Records shown |
//! Topology validation
//!
//! Rules:
//! - field ranges from the `Validate` derives (non-zero sizes, name length)
//! - dispatcher names are unique
//! - a parent names an existing dispatcher other than itself
//! - parent and child share an element size
//! - parent links are acyclic

use std::collections::HashSet;

use contracts::{ContractError, TopologyConfig};
use tracing::debug;
use validator::Validate;

/// Validate a topology, returning the first error found
pub fn validate(topology: &TopologyConfig) -> Result<(), ContractError> {
    topology.validate()?;
    validate_unique_names(topology)?;
    validate_parents(topology)?;
    validate_acyclic(topology)?;
    debug!(dispatchers = topology.dispatchers.len(), "Topology validated");
    Ok(())
}

fn validate_unique_names(topology: &TopologyConfig) -> Result<(), ContractError> {
    let mut seen = HashSet::new();
    for dispatcher in &topology.dispatchers {
        if !seen.insert(dispatcher.name.as_str()) {
            return Err(ContractError::config_validation(
                format!("dispatchers[name={}]", dispatcher.name),
                "duplicate dispatcher name",
            ));
        }
    }
    Ok(())
}

fn validate_parents(topology: &TopologyConfig) -> Result<(), ContractError> {
    for dispatcher in &topology.dispatchers {
        let Some(parent_name) = dispatcher.parent.as_deref() else {
            continue;
        };
        let field = format!("dispatchers[{}].parent", dispatcher.name);

        if parent_name == dispatcher.name {
            return Err(ContractError::config_validation(
                field,
                "a dispatcher cannot be its own parent",
            ));
        }
        let parent = topology.get(parent_name).ok_or_else(|| {
            ContractError::config_validation(
                field.clone(),
                format!("parent '{parent_name}' not found"),
            )
        })?;
        if parent.element_size != dispatcher.element_size {
            return Err(ContractError::config_validation(
                field,
                format!(
                    "element_size {} differs from parent '{}' element_size {}",
                    dispatcher.element_size, parent.name, parent.element_size
                ),
            ));
        }
    }
    Ok(())
}

fn validate_acyclic(topology: &TopologyConfig) -> Result<(), ContractError> {
    if topology.parent_first_order().is_none() {
        return Err(ContractError::config_validation(
            "dispatchers[*].parent",
            "parent links form a cycle",
        ));
    }
    Ok(())
}
//! Dispatch queue - bounded FIFO of dispatch records
//!
//! Backed by a bounded `async-channel`, which is safe for many producers and
//! one consumer without an external lock. Pushes never block; the worker's
//! pop blocks until a record arrives or the queue is closed.

use async_channel::{bounded, Receiver, Sender, TryRecvError, TrySendError};
use contracts::DispatchRecord;

use crate::error::DispatchError;

#[derive(Debug)]
pub struct DispatchQueue {
    tx: Sender<DispatchRecord>,
    rx: Receiver<DispatchRecord>,
    capacity: usize,
}

impl DispatchQueue {
    /// Create a queue holding at most `capacity` records
    pub fn new(capacity: usize) -> Result<Self, DispatchError> {
        if capacity == 0 {
            return Err(DispatchError::InvalidArgument("queue capacity must be > 0"));
        }
        let (tx, rx) = bounded(capacity);
        Ok(Self { tx, rx, capacity })
    }

    /// Enqueue without blocking
    ///
    /// # Errors
    /// - `Dropped` when the queue is at capacity (the record is discarded)
    /// - `Closed` after [`DispatchQueue::close`]
    pub fn try_push(&self, record: DispatchRecord) -> Result<(), DispatchError> {
        match self.tx.try_send(record) {
            Ok(()) => Ok(()),
            Err(TrySendError::Full(r)) => Err(DispatchError::Dropped {
                ring_slot: r.ring_slot,
            }),
            Err(TrySendError::Closed(_)) => Err(DispatchError::Closed),
        }
    }

    /// Block until a record is available
    ///
    /// Returns `None` once the queue is closed and drained.
    pub fn pop_blocking(&self) -> Option<DispatchRecord> {
        self.rx.recv_blocking().ok()
    }

    /// Pop without blocking
    pub fn try_pop(&self) -> Option<DispatchRecord> {
        match self.rx.try_recv() {
            Ok(record) => Some(record),
            Err(TryRecvError::Empty) | Err(TryRecvError::Closed) => None,
        }
    }

    /// Close the queue; wakes a blocked pop. Returns false if already closed.
    pub fn close(&self) -> bool {
        self.tx.close()
    }

    pub fn is_closed(&self) -> bool {
        self.tx.is_closed()
    }

    pub fn len(&self) -> usize {
        self.tx.len()
    }

    pub fn is_empty(&self) -> bool {
        self.tx.is_empty()
    }

    pub fn capacity(&self) -> usize {
        self.capacity
    }
}
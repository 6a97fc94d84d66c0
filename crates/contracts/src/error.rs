//! Layered error definitions
//!
//! Categorized by source: config / io

use thiserror::Error;

/// Unified error type for shared contracts
#[derive(Debug, Error)]
pub enum ContractError {
    // ===== Configuration Errors =====
    /// Configuration parse error
    #[error("config parse error: {message}")]
    ConfigParse {
        message: String,
        #[source]
        source: Option<Box<dyn std::error::Error + Send + Sync>>,
    },

    /// Configuration validation error
    #[error("config validation error at '{field}': {message}")]
    ConfigValidation { field: String, message: String },

    // ===== General Errors =====
    /// IO error
    #[error("io error: {0}")]
    Io(#[from] std::io::Error),

    /// Other error
    #[error("{0}")]
    Other(String),
}

impl ContractError {
    /// Create configuration parse error
    pub fn config_parse(message: impl Into<String>) -> Self {
        Self::ConfigParse {
            message: message.into(),
            source: None,
        }
    }

    /// Create configuration validation error
    pub fn config_validation(field: impl Into<String>, message: impl Into<String>) -> Self {
        Self::ConfigValidation {
            field: field.into(),
            message: message.into(),
        }
    }
}

impl From<validator::ValidationErrors> for ContractError {
    fn from(errors: validator::ValidationErrors) -> Self {
        let field = errors
            .field_errors()
            .keys()
            .next()
            .map(|k| k.to_string())
            .unwrap_or_else(|| "<struct>".to_string());
        Self::ConfigValidation {
            field,
            message: errors.to_string(),
        }
    }
}
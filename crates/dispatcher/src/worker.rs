//! Worker - the single consumer thread of a dispatcher
//!
//! ```text
//!            pop ok                    all matching slots evaluated
//!   Idle ──────────────► Dispatching ──────────────────────────────► Idle
//!    │                        │
//!    └── queue closed ──► Stopped ◄── stop flag seen
//! ```

use std::io;
use std::panic::{self, AssertUnwindSafe};
use std::sync::atomic::{AtomicU8, Ordering};
use std::sync::Arc;
use std::thread::{self, JoinHandle};
use std::time::Instant;

use contracts::{DispatchRecord, Flow, SharedHandler};
use tracing::{debug, error, info, trace, warn};

use crate::dispatcher::Shared;

/// Observable worker state
#[derive(Debug, Clone, Copy, PartialEq, Eq)]
#[repr(u8)]
pub enum WorkerState {
    /// Registry not initialized yet, no thread
    NotStarted = 0,
    /// Blocked on the dispatch queue
    Idle = 1,
    /// Running handlers for one record
    Dispatching = 2,
    /// Exited; terminal
    Stopped = 3,
}

impl WorkerState {
    fn from_u8(value: u8) -> Self {
        match value {
            1 => WorkerState::Idle,
            2 => WorkerState::Dispatching,
            3 => WorkerState::Stopped,
            _ => WorkerState::NotStarted,
        }
    }
}

/// Atomic cell holding a [`WorkerState`]
#[derive(Debug)]
pub(crate) struct StateCell(AtomicU8);

impl StateCell {
    pub(crate) fn new() -> Self {
        Self(AtomicU8::new(WorkerState::NotStarted as u8))
    }

    pub(crate) fn get(&self) -> WorkerState {
        WorkerState::from_u8(self.0.load(Ordering::Acquire))
    }

    pub(crate) fn set(&self, state: WorkerState) {
        self.0.store(state as u8, Ordering::Release);
    }
}

/// Spawn the worker thread with the configured name and stack size
pub(crate) fn spawn(shared: Arc<Shared>) -> io::Result<JoinHandle<()>> {
    let config = shared.config();
    let thread_name = config.worker_name();
    let stack_size = config.worker.stack_size;
    let priority_hint = config.worker.priority_hint;

    let handle = thread::Builder::new()
        .name(thread_name.clone())
        .stack_size(stack_size)
        .spawn(move || run(shared))?;

    // std has no portable priority control; the hint is only reported
    debug!(
        thread = %thread_name,
        stack_size,
        priority_hint,
        "Worker thread spawned"
    );
    Ok(handle)
}

/// Worker main loop
///
/// Scratch storage is sized once here; dispatching a record allocates nothing.
fn run(shared: Arc<Shared>) {
    let capacity = shared.handler_capacity();
    let mut payload = vec![0u8; shared.element_size()];
    let mut batch: Vec<(usize, SharedHandler)> = Vec::with_capacity(capacity);

    info!(dispatcher = %shared.name(), handlers = capacity, "Worker started");

    loop {
        shared.worker_state().set(WorkerState::Idle);

        let Some(record) = shared.queue().pop_blocking() else {
            break;
        };
        if shared.is_stopping() {
            debug!(
                dispatcher = %shared.name(),
                pending = shared.queue().len(),
                "Stop requested, discarding queued records"
            );
            break;
        }

        shared.worker_state().set(WorkerState::Dispatching);
        dispatch_record(&shared, record, &mut payload, &mut batch);
    }

    shared.worker_state().set(WorkerState::Stopped);
    info!(dispatcher = %shared.name(), "Worker stopped");
}

/// Run every matching handler for one record
///
/// The payload and the matching handlers are snapshotted under the guard,
/// then the guard is released so handlers may call back into any dispatcher.
fn dispatch_record(
    shared: &Shared,
    record: DispatchRecord,
    payload: &mut [u8],
    batch: &mut Vec<(usize, SharedHandler)>,
) {
    let started = Instant::now();

    if let Err(e) = shared.snapshot(record, payload, batch) {
        error!(
            dispatcher = %shared.name(),
            ring_slot = record.ring_slot,
            error = %e,
            "Failed to read payload for record"
        );
        return;
    }

    trace!(
        dispatcher = %shared.name(),
        target = %record.target,
        ring_slot = record.ring_slot,
        handlers = batch.len(),
        "Dispatching record"
    );

    for (index, handler) in batch.drain(..) {
        if shared.is_stopping() {
            break;
        }

        shared.metrics().inc_handler_invocations();
        let flow = match panic::catch_unwind(AssertUnwindSafe(|| handler.invoke(payload))) {
            Ok(flow) => flow,
            Err(_) => {
                error!(
                    dispatcher = %shared.name(),
                    slot = index,
                    handler = handler.name(),
                    "Handler panicked"
                );
                Flow::Stop
            }
        };

        if flow.is_propagate() {
            forward(shared, index, payload);
        }
    }

    shared.metrics().record_dispatched(
        started.elapsed().as_secs_f64() * 1_000_000.0,
        shared.queue().len(),
    );
}

/// Hand the payload to the parent dispatcher, once per propagating handler
fn forward(shared: &Shared, index: usize, payload: &[u8]) {
    let Some(parent) = shared.parent() else {
        trace!(dispatcher = %shared.name(), slot = index, "No parent linked, not forwarding");
        return;
    };

    match parent.call(payload, contracts::Target::Broadcast) {
        Ok(_) => shared.metrics().inc_propagated(),
        Err(e) => {
            shared.metrics().inc_forward_failures();
            warn!(
                dispatcher = %shared.name(),
                parent = %parent.name(),
                slot = index,
                error = %e,
                "Forward to parent failed"
            );
        }
    }
}

#[cfg(test)]
mod tests {
    use super::*;

    #[test]
    fn test_state_cell_roundtrip() {
        let cell = StateCell::new();
        assert_eq!(cell.get(), WorkerState::NotStarted);
        for state in [
            WorkerState::Idle,
            WorkerState::Dispatching,
            WorkerState::Stopped,
        ] {
            cell.set(state);
            assert_eq!(cell.get(), state);
        }
    }
}
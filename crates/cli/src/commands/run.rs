//! `run` command implementation.

use anyhow::{Context, Result};
use std::sync::atomic::{AtomicBool, Ordering};
use std::sync::Arc;
use std::time::Duration;
use tracing::{info, warn};

use contracts::{Target, TopologyConfig};

use crate::cli::RunArgs;
use crate::error::CliError;
use crate::pipeline::{Pipeline, PipelineConfig};

/// Execute the `run` command
pub async fn run_pipeline(args: &RunArgs) -> Result<()> {
    info!(config = %args.config.display(), "Loading topology");

    if !args.config.exists() {
        return Err(CliError::config_not_found(args.config.display().to_string()).into());
    }

    let topology = config_loader::ConfigLoader::load_from_path(&args.config)
        .map_err(CliError::from)
        .with_context(|| format!("Failed to load topology from {}", args.config.display()))?;

    info!(
        dispatchers = topology.dispatchers.len(),
        "Topology loaded"
    );

    if args.dry_run {
        info!("Dry run mode - topology is valid, exiting");
        print_topology_summary(&topology);
        return Ok(());
    }

    if args.metrics_port != 0 {
        observability::init_metrics_only(args.metrics_port)?;
        info!("Metrics endpoint available on port {}", args.metrics_port);
    }

    let pipeline = Pipeline::new(PipelineConfig {
        topology,
        entries: args.entries.clone(),
        events: args.events,
        producers: args.producers.max(1),
        target: Target::from_index(args.target_index),
        propagate: args.propagate,
        log_payloads: args.log_payloads,
        drain_timeout: Duration::from_secs(args.drain_timeout),
    });

    let cancel = Arc::new(AtomicBool::new(false));
    let mut task = tokio::spawn(pipeline.run(Arc::clone(&cancel)));

    info!("Starting pipeline...");

    let joined = tokio::select! {
        joined = &mut task => joined,
        _ = shutdown_signal() => {
            warn!("Received shutdown signal, stopping producers...");
            cancel.store(true, Ordering::Release);
            task.await
        }
    };

    let stats = joined
        .context("Pipeline task panicked")?
        .context("Pipeline execution failed")?;

    info!(
        events_sent = stats.events_sent,
        calls_dropped = stats.calls_dropped,
        duration_secs = stats.duration.as_secs_f64(),
        throughput = format!("{:.2}", stats.throughput()),
        "Pipeline completed"
    );
    stats.print_summary();

    info!("Callback Dispatch finished");
    Ok(())
}

/// Resolve on Ctrl+C or SIGTERM
async fn shutdown_signal() {
    let ctrl_c = async {
        if let Err(e) = tokio::signal::ctrl_c().await {
            warn!(error = %e, "Failed to install Ctrl+C handler");
            std::future::pending::<()>().await;
        }
    };

    #[cfg(unix)]
    let terminate = async {
        match tokio::signal::unix::signal(tokio::signal::unix::SignalKind::terminate()) {
            Ok(mut signal) => {
                signal.recv().await;
            }
            Err(e) => {
                warn!(error = %e, "Failed to install SIGTERM handler");
                std::future::pending::<()>().await;
            }
        }
    };

    #[cfg(not(unix))]
    let terminate = std::future::pending::<()>();

    tokio::select! {
        _ = ctrl_c => {},
        _ = terminate => {},
    }
}

/// Print topology summary for dry-run mode
fn print_topology_summary(topology: &TopologyConfig) {
    println!("\n=== Topology Summary ===\n");
    println!("Dispatchers ({}):", topology.dispatchers.len());
    for d in &topology.dispatchers {
        println!(
            "  - {} (ring {} x {} B, queue {}, handlers {}){}",
            d.name,
            d.ring_capacity,
            d.element_size,
            d.effective_queue_capacity(),
            d.max_handlers,
            d.parent
                .as_deref()
                .map(|p| format!(" -> {p}"))
                .unwrap_or_default()
        );
    }
    println!();
}
//! # Dispatcher
//!
//! Event-callback dispatch core.
//!
//! Responsibilities:
//! - Accept fixed-size payloads from any producer thread without blocking on handlers
//! - Keep payloads in a bounded ring, queue lightweight records for one worker
//! - Run registered handlers in slot order, forward to a parent on request
//! - Drop (and count) calls when the queue is full
//!
//! ## Example
//!
//! ```no_run
//! use dispatcher::{Dispatcher, Flow, Target};
//!
//! let bus = Dispatcher::builder("can-bus")
//!     .ring_capacity(16)
//!     .element_type::<u64>()
//!     .spawn()
//!     .unwrap();
//!
//! bus.register_fn("print", |payload: &[u8]| {
//!     println!("{payload:?}");
//!     Flow::Stop
//! }, false).unwrap();
//!
//! bus.call_pod(&42u64, Target::Broadcast).unwrap();
//! bus.stop();
//! ```

pub mod dispatcher;
pub mod error;
mod guard;
pub mod handlers;
pub mod metrics;
pub mod queue;
pub mod registry;
pub mod ring;
pub mod worker;

pub use contracts::{
    ContextHandler, DispatchRecord, DispatcherConfig, Flow, FnHandler, Handler, MetricsSnapshot,
    PodHandler, SharedHandler, Target, WorkerConfig,
};
pub use dispatcher::{Dispatcher, DispatcherBuilder};
pub use error::DispatchError;
pub use handlers::{CountingHandler, LogHandler};
pub use metrics::DispatcherMetrics;
pub use worker::WorkerState;
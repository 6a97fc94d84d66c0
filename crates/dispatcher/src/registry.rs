//! Handler registry - fixed-capacity table of handler slots
//!
//! Storage is allocated once by [`Registry::initialize`] and never resized.
//! A slot is either empty or holds a handler together with its restrict
//! flag; the `Option` makes partially populated slots unrepresentable.

use std::fmt;

use contracts::{SharedHandler, Target};

use crate::error::DispatchError;

/// One populated registry entry
#[derive(Clone)]
pub struct Slot {
    handler: SharedHandler,
    restrict_to_index: bool,
}

impl Slot {
    pub fn handler(&self) -> &SharedHandler {
        &self.handler
    }

    /// Only targeted calls with this slot's index (or broadcasts) reach it
    pub fn restrict_to_index(&self) -> bool {
        self.restrict_to_index
    }
}

impl fmt::Debug for Slot {
    fn fmt(&self, f: &mut fmt::Formatter<'_>) -> fmt::Result {
        f.debug_struct("Slot")
            .field("handler", &self.handler.name())
            .field("restrict_to_index", &self.restrict_to_index)
            .finish()
    }
}

/// Fixed-capacity handler table
#[derive(Debug, Default)]
pub struct Registry {
    slots: Box<[Option<Slot>]>,
}

impl Registry {
    /// Create an uninitialized registry (no storage)
    pub fn new() -> Self {
        Self::default()
    }

    /// Allocate `capacity` empty slots
    ///
    /// # Errors
    /// - `AlreadyInitialized` on a second call
    /// - `InvalidArgument` for a zero capacity
    pub fn initialize(&mut self, capacity: usize) -> Result<(), DispatchError> {
        if self.is_initialized() {
            return Err(DispatchError::AlreadyInitialized);
        }
        if capacity == 0 {
            return Err(DispatchError::InvalidArgument("handler capacity must be > 0"));
        }
        self.slots = (0..capacity).map(|_| None).collect();
        Ok(())
    }

    #[inline]
    pub fn is_initialized(&self) -> bool {
        !self.slots.is_empty()
    }

    #[inline]
    pub fn capacity(&self) -> usize {
        self.slots.len()
    }

    /// Number of populated slots
    pub fn occupied(&self) -> usize {
        self.slots.iter().filter(|s| s.is_some()).count()
    }

    pub fn is_occupied(&self, index: usize) -> bool {
        matches!(self.slots.get(index), Some(Some(_)))
    }

    pub fn get(&self, index: usize) -> Option<&Slot> {
        self.slots.get(index).and_then(Option::as_ref)
    }

    /// Store a handler in the lowest free slot and return its index
    ///
    /// # Errors
    /// - `NotInitialized` before [`Registry::initialize`]
    /// - `NoFreeSlot` when every slot is occupied
    pub fn register(
        &mut self,
        handler: SharedHandler,
        restrict_to_index: bool,
    ) -> Result<usize, DispatchError> {
        if !self.is_initialized() {
            return Err(DispatchError::NotInitialized);
        }
        let capacity = self.capacity();
        let (index, slot) = self
            .slots
            .iter_mut()
            .enumerate()
            .find(|(_, slot)| slot.is_none())
            .ok_or(DispatchError::NoFreeSlot { capacity })?;
        *slot = Some(Slot {
            handler,
            restrict_to_index,
        });
        Ok(index)
    }

    /// Empty one slot; returns the handler that occupied it
    pub fn unregister(&mut self, index: usize) -> Result<Option<SharedHandler>, DispatchError> {
        if !self.is_initialized() {
            return Err(DispatchError::NotInitialized);
        }
        let capacity = self.capacity();
        let slot = self
            .slots
            .get_mut(index)
            .ok_or(DispatchError::IndexOutOfRange { index, capacity })?;
        Ok(slot.take().map(|s| s.handler))
    }

    /// Reset every slot to empty
    pub fn clear(&mut self) -> Result<(), DispatchError> {
        if !self.is_initialized() {
            return Err(DispatchError::NotInitialized);
        }
        self.slots.iter_mut().for_each(|slot| *slot = None);
        Ok(())
    }

    /// Occupied slots selected by `target`, in index order
    pub fn matching(&self, target: Target) -> impl Iterator<Item = (usize, &Slot)> + '_ {
        self.slots
            .iter()
            .enumerate()
            .filter_map(|(i, slot)| slot.as_ref().map(|s| (i, s)))
            .filter(move |(i, s)| target.selects(*i, s.restrict_to_index))
    }
}
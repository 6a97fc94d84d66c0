//! LogHandler - logs payload summaries via tracing

use contracts::{Flow, Handler};
use tracing::{debug, info};

/// Handler that logs every payload it sees, for debugging
pub struct LogHandler {
    name: String,
    flow: Flow,
    /// Bytes of the payload rendered in hex (0 = none)
    preview_len: usize,
}

impl LogHandler {
    /// Create a new LogHandler with the given name; it never propagates
    pub fn new(name: impl Into<String>) -> Self {
        Self {
            name: name.into(),
            flow: Flow::Stop,
            preview_len: 8,
        }
    }

    /// Verdict returned after logging
    pub fn with_flow(mut self, flow: Flow) -> Self {
        self.flow = flow;
        self
    }

    pub fn with_preview_len(mut self, bytes: usize) -> Self {
        self.preview_len = bytes;
        self
    }

    fn preview(&self, payload: &[u8]) -> String {
        let shown = &payload[..payload.len().min(self.preview_len)];
        let mut hex: String = shown.iter().map(|b| format!("{b:02x}")).collect();
        if payload.len() > shown.len() {
            hex.push_str("..");
        }
        hex
    }
}

impl Handler for LogHandler {
    fn name(&self) -> &str {
        &self.name
    }

    fn invoke(&self, payload: &[u8]) -> Flow {
        if self.preview_len == 0 {
            debug!(handler = %self.name, len = payload.len(), "Payload received");
        } else {
            info!(
                handler = %self.name,
                len = payload.len(),
                payload = %self.preview(payload),
                "Payload received"
            );
        }
        self.flow
    }
}

#[cfg(test)]
mod tests {
    use super::*;

    #[test]
    fn test_log_handler_flow() {
        let handler = LogHandler::new("test_log");
        assert_eq!(handler.invoke(&[1, 2, 3]), Flow::Stop);

        let handler = LogHandler::new("relay").with_flow(Flow::Propagate);
        assert_eq!(handler.invoke(&[1, 2, 3]), Flow::Propagate);
    }

    #[test]
    fn test_log_handler_name() {
        let handler = LogHandler::new("my_logger");
        assert_eq!(handler.name(), "my_logger");
    }

    #[test]
    fn test_preview_truncates() {
        let handler = LogHandler::new("p").with_preview_len(2);
        assert_eq!(handler.preview(&[0xab, 0x01, 0xff]), "ab01..");
        assert_eq!(handler.preview(&[0x0f]), "0f");
    }
}
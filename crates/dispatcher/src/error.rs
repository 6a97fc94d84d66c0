//! Dispatcher error types
//!
//! Every variant is local and recoverable: the dispatcher keeps running and
//! the caller decides whether to retry.

use thiserror::Error;

/// Dispatcher-specific errors
#[derive(Debug, Error)]
pub enum DispatchError {
    /// Operation attempted before the registry was initialized
    #[error("dispatcher is not initialized")]
    NotInitialized,

    /// Registry initialization attempted twice
    #[error("registry is already initialized")]
    AlreadyInitialized,

    /// Every handler slot is occupied
    #[error("no free handler slot (capacity {capacity})")]
    NoFreeSlot { capacity: usize },

    /// Dispatch queue full - call dropped
    #[error("dispatch queue full, call for ring slot {ring_slot} dropped")]
    Dropped { ring_slot: usize },

    /// Payload length does not match the element size
    #[error("payload is {actual} bytes, expected {expected}")]
    PayloadSize { expected: usize, actual: usize },

    /// Slot index outside the registry or ring
    #[error("index {index} out of range (capacity {capacity})")]
    IndexOutOfRange { index: usize, capacity: usize },

    /// Zero capacity or similar construction argument error
    #[error("invalid argument: {0}")]
    InvalidArgument(&'static str),

    /// Worker stopped, queue closed
    #[error("dispatcher is stopped")]
    Closed,

    /// Worker thread could not be spawned
    #[error("failed to spawn worker thread: {0}")]
    Spawn(#[from] std::io::Error),
}

impl DispatchError {
    /// Whether the call was rejected because of backpressure
    pub fn is_dropped(&self) -> bool {
        matches!(self, Self::Dropped { .. })
    }
}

Instructions to follow |
Please report every line of the records above that contains the word "ValidationErrors".

Task result |
impl From<validator::ValidationErrors> for ContractError {
    fn from(errors: validator::ValidationErrors) -> Self {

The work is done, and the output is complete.